In Du Bois’ terms, to compare the health of White Philadelphia and Black Philadelphia was not only to view “side by side and in intimate relationship in a large city two groups of people, who as a mass differ considerably from each other in physical health,” but also to come to terms with powerful health disparities in urban and rural spaces throughout the United States. Charting the structural basis of health disparities, he concluded, “should then act as a spur for increased effort . . . and not as an excuse for passive indifference, or increased discrimination.”1
Since the first data on racial disparities in Covid-19 mortality were published in April 2020, and in the wake of widespread mobilization and attention to bodily effects of structural racism after the police killing of George Floyd last May, more health care experts have acknowledged the centrality of structural racism as a driver of racial and ethnic disparities in clinical medicine and public health. The American Academy of Pediatrics published a policy statement on “The Impact of Racism on Child and Adolescent Health” that explicitly identifies racism as a threat to children’s health and describes the scientific evidence supporting this position.2 This report and others like it are the result of decades of theoretical and empirical scholarship by public health scholars and health equity researchers.3-7 Their work contradicts a prevailing myth that physicians are always impartial and that medical and public health institutions are somehow unaffected by the inequities and biases that saturate all aspects of American life.
We have reached an inflection point where understanding structural racism may become a central focus and core requirement of medical education, with social theory incorporated into health policy and medical practice.8,9Though the mounting resolve to address structural racism as a fundamental problem in American medicine and public health is welcome and overdue, the existence and effects of that racism are not revelatory.
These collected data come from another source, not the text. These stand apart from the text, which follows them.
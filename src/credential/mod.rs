//! API key obfuscation, persistence and validation.

mod obfuscate;
mod storage;
mod store;

pub use obfuscate::{deobfuscate, obfuscate};
pub use storage::{FileStore, KeyValueStore, MemoryStore};
pub use store::{CredentialStore, KeyCheck, KeyStatus, ValidatedCredential, STORAGE_KEY};
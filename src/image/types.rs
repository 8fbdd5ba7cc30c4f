//! Core types for source and generated images.

use crate::error::{Result, StudioError};
use base64::Engine;
use serde::{Deserialize, Serialize};
use std::path::Path;

/// MIME type assumed when a data URI does not carry one.
pub const DEFAULT_SOURCE_MIME: &str = "image/jpeg";

/// Supported image formats.
#[derive(Debug, Clone, Copy, PartialEq, Eq, Default, Serialize, Deserialize)]
#[serde(rename_all = "lowercase")]
pub enum ImageFormat {
    /// PNG format (lossless).
    #[default]
    Png,
    /// JPEG format (lossy).
    Jpeg,
    /// WebP format (modern, efficient).
    WebP,
}

impl ImageFormat {
    /// Returns the file extension for this format.
    pub fn extension(&self) -> &'static str {
        match self {
            Self::Png => "png",
            Self::Jpeg => "jpg",
            Self::WebP => "webp",
        }
    }

    /// Returns the MIME type for this format.
    pub fn mime_type(&self) -> &'static str {
        match self {
            Self::Png => "image/png",
            Self::Jpeg => "image/jpeg",
            Self::WebP => "image/webp",
        }
    }

    /// Attempts to detect format from file extension.
    pub fn from_extension(ext: &str) -> Option<Self> {
        match ext.to_lowercase().as_str() {
            "png" => Some(Self::Png),
            "jpg" | "jpeg" => Some(Self::Jpeg),
            "webp" => Some(Self::WebP),
            _ => None,
        }
    }

    /// Detects image format from magic bytes.
    pub fn from_magic_bytes(data: &[u8]) -> Option<Self> {
        if data.len() < 12 {
            return None;
        }

        // PNG: 89 50 4E 47 0D 0A 1A 0A
        if data.starts_with(&[0x89, 0x50, 0x4E, 0x47, 0x0D, 0x0A, 0x1A, 0x0A]) {
            return Some(Self::Png);
        }

        // JPEG: FF D8 FF
        if data.starts_with(&[0xFF, 0xD8, 0xFF]) {
            return Some(Self::Jpeg);
        }

        // WebP: RIFF....WEBP
        if data.starts_with(b"RIFF") && &data[8..12] == b"WEBP" {
            return Some(Self::WebP);
        }

        None
    }
}

/// The photo a user wants restyled, held in the form the API expects.
#[derive(Debug, Clone, PartialEq, Eq)]
pub struct SourceImage {
    mime_type: String,
    payload: String,
}

impl SourceImage {
    /// Splits a `data:<mime>;base64,<payload>` string into MIME type and payload.
    ///
    /// A bare base64 string is accepted as the payload. When no MIME type can
    /// be recovered, JPEG is assumed.
    pub fn from_data_uri(input: &str) -> Result<Self> {
        let input = input.trim();
        let payload = match input.split_once(',') {
            Some((_, payload)) => payload,
            None => input,
        };

        let mime_type = input
            .split(';')
            .next()
            .and_then(|head| head.split_once(':'))
            .map(|(_, mime)| mime.trim())
            .filter(|mime| !mime.is_empty() && !mime.contains(','))
            .unwrap_or(DEFAULT_SOURCE_MIME);

        if payload.is_empty() {
            return Err(StudioError::InvalidImage("image payload is empty".into()));
        }
        base64::engine::general_purpose::STANDARD
            .decode(payload)
            .map_err(|e| StudioError::InvalidImage(format!("payload is not base64: {e}")))?;

        Ok(Self {
            mime_type: mime_type.to_string(),
            payload: payload.to_string(),
        })
    }

    /// Wraps raw image bytes. Falls back to magic-byte detection, then JPEG.
    pub fn from_bytes(data: &[u8], mime_type: Option<&str>) -> Result<Self> {
        if data.is_empty() {
            return Err(StudioError::InvalidImage("image file is empty".into()));
        }
        let mime_type = mime_type
            .map(str::to_string)
            .or_else(|| ImageFormat::from_magic_bytes(data).map(|f| f.mime_type().to_string()))
            .unwrap_or_else(|| DEFAULT_SOURCE_MIME.to_string());

        Ok(Self {
            mime_type,
            payload: base64::engine::general_purpose::STANDARD.encode(data),
        })
    }

    /// Reads an image file, detecting its type from content or extension.
    pub fn from_path(path: impl AsRef<Path>) -> Result<Self> {
        let path = path.as_ref();
        let data = std::fs::read(path)?;
        let mime_type = ImageFormat::from_magic_bytes(&data)
            .or_else(|| {
                path.extension()
                    .and_then(|e| e.to_str())
                    .and_then(ImageFormat::from_extension)
            })
            .map(|f| f.mime_type());
        Self::from_bytes(&data, mime_type)
    }

    /// MIME type of the image.
    pub fn mime_type(&self) -> &str {
        &self.mime_type
    }

    /// Base64 payload, without any data-URI prefix.
    pub fn payload(&self) -> &str {
        &self.payload
    }

    /// Returns the image as a data URI.
    pub fn to_data_uri(&self) -> String {
        format!("data:{};base64,{}", self.mime_type, self.payload)
    }
}

/// Metadata about the generation process.
#[derive(Debug, Clone, Default, PartialEq, Eq, Serialize, Deserialize)]
pub struct GenerationMetadata {
    /// Model used for generation.
    pub model: Option<String>,
    /// Generation duration in milliseconds.
    pub duration_ms: Option<u64>,
}

/// A generated image with its data and metadata.
#[derive(Debug, Clone, PartialEq, Eq)]
#[must_use = "generated image should be saved or displayed"]
pub struct GeneratedImage {
    /// Raw image bytes.
    pub data: Vec<u8>,
    /// Image format. The service returns PNG.
    pub format: ImageFormat,
    /// Generation metadata.
    pub metadata: GenerationMetadata,
    payload: String,
}

impl GeneratedImage {
    /// Creates a PNG image from a base64 payload returned by the service.
    ///
    /// Whitespace inside the payload is ignored when decoding. The payload
    /// itself is kept as received for [`GeneratedImage::to_data_url`].
    pub fn from_base64_png(payload: &str, metadata: GenerationMetadata) -> Result<Self> {
        let compact: String = payload
            .chars()
            .filter(|c| !c.is_ascii_whitespace())
            .collect();
        let data = base64::engine::general_purpose::STANDARD
            .decode(compact)
            .map_err(|e| StudioError::Decode(e.to_string()))?;
        Ok(Self {
            data,
            format: ImageFormat::Png,
            metadata,
            payload: payload.to_string(),
        })
    }

    /// Returns the size of the image data in bytes.
    pub fn size(&self) -> usize {
        self.data.len()
    }

    /// Saves the image to the specified path.
    pub fn save(&self, path: impl AsRef<Path>) -> Result<()> {
        std::fs::write(path, &self.data)?;
        Ok(())
    }

    /// Encodes the image data as base64.
    pub fn to_base64(&self) -> String {
        base64::engine::general_purpose::STANDARD.encode(&self.data)
    }

    /// Returns the image as a data URL carrying the payload as received.
    pub fn to_data_url(&self) -> String {
        format!("data:{};base64,{}", self.format.mime_type(), self.payload)
    }
}

#[cfg(test)]
mod tests {
    use super::*;

    const PNG_MAGIC: [u8; 12] = [0x89, 0x50, 0x4E, 0x47, 0x0D, 0x0A, 0x1A, 0x0A, 0, 0, 0, 0];
    const JPEG_MAGIC: [u8; 12] = [0xFF, 0xD8, 0xFF, 0xE0, 0, 0, 0, 0, 0, 0, 0, 0];
    const WEBP_MAGIC: [u8; 12] = *b"RIFF\x00\x00\x00\x00WEBP";

    #[test]
    fn test_format_from_magic_bytes() {
        assert_eq!(
            ImageFormat::from_magic_bytes(&PNG_MAGIC),
            Some(ImageFormat::Png)
        );
        assert_eq!(
            ImageFormat::from_magic_bytes(&JPEG_MAGIC),
            Some(ImageFormat::Jpeg)
        );
        assert_eq!(
            ImageFormat::from_magic_bytes(&WEBP_MAGIC),
            Some(ImageFormat::WebP)
        );
        assert_eq!(ImageFormat::from_magic_bytes(b"short"), None);
    }

    #[test]
    fn test_format_from_extension() {
        assert_eq!(ImageFormat::from_extension("PNG"), Some(ImageFormat::Png));
        assert_eq!(ImageFormat::from_extension("jpeg"), Some(ImageFormat::Jpeg));
        assert_eq!(ImageFormat::from_extension("gif"), None);
    }

    #[test]
    fn test_data_uri_split() {
        let image = SourceImage::from_data_uri("data:image/jpeg;base64,QQ==").unwrap();
        assert_eq!(image.mime_type(), "image/jpeg");
        assert_eq!(image.payload(), "QQ==");

        let image = SourceImage::from_data_uri("data:image/webp;base64,UklGRg==").unwrap();
        assert_eq!(image.mime_type(), "image/webp");
        assert_eq!(image.to_data_uri(), "data:image/webp;base64,UklGRg==");
    }

    #[test]
    fn test_data_uri_defaults_to_jpeg() {
        let bare = SourceImage::from_data_uri("QQ==").unwrap();
        assert_eq!(bare.mime_type(), DEFAULT_SOURCE_MIME);
        assert_eq!(bare.payload(), "QQ==");

        let no_mime = SourceImage::from_data_uri("data:;base64,QQ==").unwrap();
        assert_eq!(no_mime.mime_type(), DEFAULT_SOURCE_MIME);
    }

    #[test]
    fn test_data_uri_rejects_bad_payload() {
        assert!(matches!(
            SourceImage::from_data_uri("data:image/png;base64,"),
            Err(StudioError::InvalidImage(_))
        ));
        assert!(matches!(
            SourceImage::from_data_uri("data:image/png;base64,not base64!"),
            Err(StudioError::InvalidImage(_))
        ));
        assert!(SourceImage::from_data_uri("").is_err());
    }

    #[test]
    fn test_source_from_bytes_detects_format() {
        let image = SourceImage::from_bytes(&PNG_MAGIC, None).unwrap();
        assert_eq!(image.mime_type(), "image/png");

        let image = SourceImage::from_bytes(b"not an image", None).unwrap();
        assert_eq!(image.mime_type(), DEFAULT_SOURCE_MIME);

        assert!(SourceImage::from_bytes(&[], None).is_err());
    }

    #[test]
    fn test_source_from_path() {
        let dir = tempfile::tempdir().unwrap();
        let path = dir.path().join("photo.webp");
        std::fs::write(&path, b"plain bytes").unwrap();

        let image = SourceImage::from_path(&path).unwrap();
        assert_eq!(image.mime_type(), "image/webp");
        assert_eq!(image.payload(), "cGxhaW4gYnl0ZXM=");
    }

    #[test]
    fn test_generated_data_url() {
        let image = GeneratedImage::from_base64_png("Zm9v", GenerationMetadata::default()).unwrap();
        assert_eq!(image.data, b"foo");
        assert_eq!(image.size(), 3);
        assert_eq!(image.to_data_url(), "data:image/png;base64,Zm9v");
    }

    #[test]
    fn test_generated_keeps_payload_verbatim() {
        let payload = "Zm9v\nYmFy";
        let image = GeneratedImage::from_base64_png(payload, GenerationMetadata::default()).unwrap();
        assert_eq!(image.data, b"foobar");
        assert_eq!(image.to_data_url(), "data:image/png;base64,Zm9v\nYmFy");
        assert_eq!(image.to_base64(), "Zm9vYmFy");
    }

    #[test]
    fn test_generated_rejects_bad_base64() {
        let err = GeneratedImage::from_base64_png("%%%", GenerationMetadata::default());
        assert!(matches!(err, Err(StudioError::Decode(_))));
    }
}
The theory and empirical grounding for this work were laid out more than a century ago by Du Bois and his colleagues in the Atlanta school of sociology. Their internationally celebrated examinations of the intersections of racism, health, and society yielded the first detailed study of the relationship between racism and health in this country. But their message was forgotten, actively suppressed by the very forces of structural racism they described. What would the health professions look like if every medical, nursing, or public health student studied Du Bois in their first year?